■ **WHAT THIS TASK INVOLVES**: Which lines in the records below mention the word "Network"? Copy each one out.
==================================================
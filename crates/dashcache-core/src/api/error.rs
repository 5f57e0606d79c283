use reqwest::StatusCode;
use thiserror::Error;

/// Failures of an authorized GET.
#[derive(Error, Debug)]
pub enum ApiError {
    #[error("No active session - log in or switch to a session first")]
    NoActiveSession,

    #[error("Credential rejected by the server - log in again")]
    Unauthorized,

    #[error("Active session may not read {url}")]
    Forbidden { url: String },

    #[error("Nothing at {url}")]
    NotFound { url: String },

    #[error("Still rate limited after {retries} retries")]
    RateLimited { retries: u32 },

    #[error("Server error {status}: {body}")]
    Server { status: StatusCode, body: String },

    #[error("Unexpected status {status}: {body}")]
    UnexpectedStatus { status: StatusCode, body: String },

    #[error("Network error: {0}")]
    Network(#[from] reqwest::Error),
}

/// Longest response body kept in an error
const MAX_ERROR_BODY_LENGTH: usize = 500;

fn truncate_body(body: &str) -> String {
    if body.len() <= MAX_ERROR_BODY_LENGTH {
        return body.to_string();
    }
    let mut end = MAX_ERROR_BODY_LENGTH;
    while !body.is_char_boundary(end) {
        end -= 1;
    }
    format!("{}... (truncated, {} total bytes)", &body[..end], body.len())
}

impl ApiError {
    /// Error for a final non-success response. 429 is retried by the
    /// client and never reaches here.
    pub fn from_status(status: StatusCode, url: &str, body: &str) -> Self {
        match status {
            StatusCode::UNAUTHORIZED => ApiError::Unauthorized,
            StatusCode::FORBIDDEN => ApiError::Forbidden { url: url.to_string() },
            StatusCode::NOT_FOUND => ApiError::NotFound { url: url.to_string() },
            s if s.is_server_error() => ApiError::Server {
                status,
                body: truncate_body(body),
            },
            _ => ApiError::UnexpectedStatus {
                status,
                body: truncate_body(body),
            },
        }
    }
}
impl SessionStore {
    pub fn new(storage: Arc<dyn SessionStorage>) -> Self {
        Self {
            state: Mutex::new(SessionState::default()),
            storage,
            events: EventBus::new(),
        }
    }

    pub fn events(&self) -> &EventBus<SessionEvent> {
        &self.events
    }

    pub fn storage(&self) -> &dyn SessionStorage {
        self.storage.as_ref()
    }

    /// Store a session for this identity, replacing any previous one.
    /// The first session in an empty table becomes active.
    pub fn login(
        &self,
        identity_class: IdentityClass,
        account: Account,
        credential: impl Into<Credential>,
    ) -> Result<SessionKey, SessionError> {
        let credential = credential.into();
        let email = normalize_email(&account.email);
        if email.is_empty() {
            return Err(SessionError::InvalidAccount("email is required".to_string()));
        }
        // Must match what a restore will accept
        if !email.contains('@') {
            return Err(SessionError::InvalidAccount(format!("not an email address: {}", email)));
        }
        if credential.is_empty() {
            return Err(SessionError::InvalidAccount("credential is empty".to_string()));
        }

        let session = Session::new(identity_class, account, credential);
        let key = session.key.clone();

        let mut state = self.lock_loaded();
        let replaced = state.table.insert(key.clone(), session).is_some();
        let activated = state.active.is_none();
        if activated {
            state.active = Some(key.clone());
        }
        self.persist(&state);
        drop(state);

        info!(session = %key, replaced, activated, "Session logged in");
        self.events.publish(SessionEvent::LoggedIn {
            key: key.to_string(),
        });
        if activated {
            self.events.publish(SessionEvent::Switched {
                key: key.to_string(),
            });
        }
        Ok(key)
    }

    /// Remove one session. Unknown keys are a no-op returning false.
    pub fn logout(&self, key: &str) -> bool {
        let mut state = self.lock_loaded();
        if state.table.remove(key).is_none() {
            debug!(session = %key, "Logout for unknown session ignored");
            return false;
        }

        let was_active = state.active.as_ref().map(|k| k.as_str()) == Some(key);
        let repointed = if was_active {
            state.active = state.most_recent();
            state.active.clone()
        } else {
            None
        };
        self.persist(&state);
        drop(state);

        info!(session = %key, was_active, "Session logged out");
        self.events.publish(SessionEvent::LoggedOut {
            key: key.to_string(),
        });
        if let Some(next) = repointed {
            self.events.publish(SessionEvent::Switched {
                key: next.to_string(),
            });
        }
        true
    }

    /// Remove every session and the persisted record.
    pub fn logout_all(&self) {
        let mut state = self.state.lock();
        let count = state.table.len();
        state.table.clear();
        state.active = None;
        state.loaded = true;
        if let Err(e) = self.storage.clear() {
            warn!(error = %e, "Failed to clear persisted sessions");
        }
        drop(state);

        info!(count, "All sessions logged out");
        self.events.publish(SessionEvent::LoggedOutAll);
    }

    /// All sessions, most recently active first.
    pub fn all(&self) -> Vec<Session> {
        let mut sessions: Vec<Session> = self.lock_loaded().table.values().cloned().collect();
        sessions.sort_by(|a, b| b.last_active_at.cmp(&a.last_active_at));
        sessions
    }

    pub fn get(&self, key: &str) -> Option<Session> {
        self.lock_loaded().table.get(key).cloned()
    }

    pub fn len(&self) -> usize {
        self.lock_loaded().table.len()
    }

    pub fn is_empty(&self) -> bool {
        self.len() == 0
    }

    pub(crate) fn active(&self) -> Option<Session> {
        let state = self.lock_loaded();
        state
            .active
            .as_ref()
            .and_then(|key| state.table.get(key))
            .cloned()
    }

    /// Point at `key` and bump its activity time. None if `key` is unknown.
    pub(crate) fn activate(&self, key: &str) -> Option<Session> {
        let mut state = self.lock_loaded();
        let session = state.table.get_mut(key)?;
        session.last_active_at = Utc::now();
        let session = session.clone();
        state.active = Some(session.key.clone());
        self.persist(&state);
        drop(state);

        debug!(session = %key, "Active session switched");
        self.events.publish(SessionEvent::Switched {
            key: key.to_string(),
        });
        Some(session)
    }

    /// Load the persisted table if nothing has yet, prune sessions idle
    /// since before `idle_cutoff`, and point at the most recent one.
    pub(crate) fn restore(&self, idle_cutoff: Option<DateTime<Utc>>) -> Option<Session> {
        let mut state = self.lock_loaded();

        let mut pruned = 0;
        if let Some(cutoff) = idle_cutoff {
            let before = state.table.len();
            state.table.retain(|_, session| session.last_active_at >= cutoff);
            pruned = before - state.table.len();
        }

        state.active = state.most_recent();
        if pruned > 0 {
            self.persist(&state);
        }
        let count = state.table.len();
        let active = state.active.as_ref().and_then(|key| state.table.get(key)).cloned();
        drop(state);

        info!(count, pruned, active = ?active.as_ref().map(|s| s.key.as_str()), "Sessions restored");
        self.events.publish(SessionEvent::Restored { count });
        active
    }

    /// Lock the state, reading the persisted table first if needed.
    fn lock_loaded(&self) -> MutexGuard<'_, SessionState> {
        let mut state = self.state.lock();
        if !state.loaded {
            state.table = self.load_table();
            state.active = state.most_recent();
            state.loaded = true;
            debug!(count = state.table.len(), "Persisted sessions loaded");
        }
        state
    }

    /// Unreadable or invalid records yield an empty table.
    fn load_table(&self) -> BTreeMap<SessionKey, Session> {
        match self.storage.load() {
            Ok(Some(raw)) => match PersistedSessionTable::parse(&raw) {
                Ok(table) => table,
                Err(e) => {
                    warn!(error = %e, "Discarding persisted sessions");
                    BTreeMap::new()
                }
            },
            Ok(None) => BTreeMap::new(),
            Err(e) => {
                warn!(error = %e, storage = %self.storage.describe(), "Failed to read persisted sessions");
                BTreeMap::new()
            }
        }
    }

    fn persist(&self, state: &SessionState) {
        let record = PersistedSessionTable::from_sessions(state.table.values()).to_json();
        let result = record.and_then(|json| self.storage.save(&json));
        if let Err(e) = result {
            warn!(error = %e, storage = %self.storage.describe(), "Failed to persist sessions, keeping in-memory state");
        }
    }
}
==================================================
■ **EXERCISE ANSWER**:
    #[error("Network error: {0}")]
    Network(#[from] reqwest::Error),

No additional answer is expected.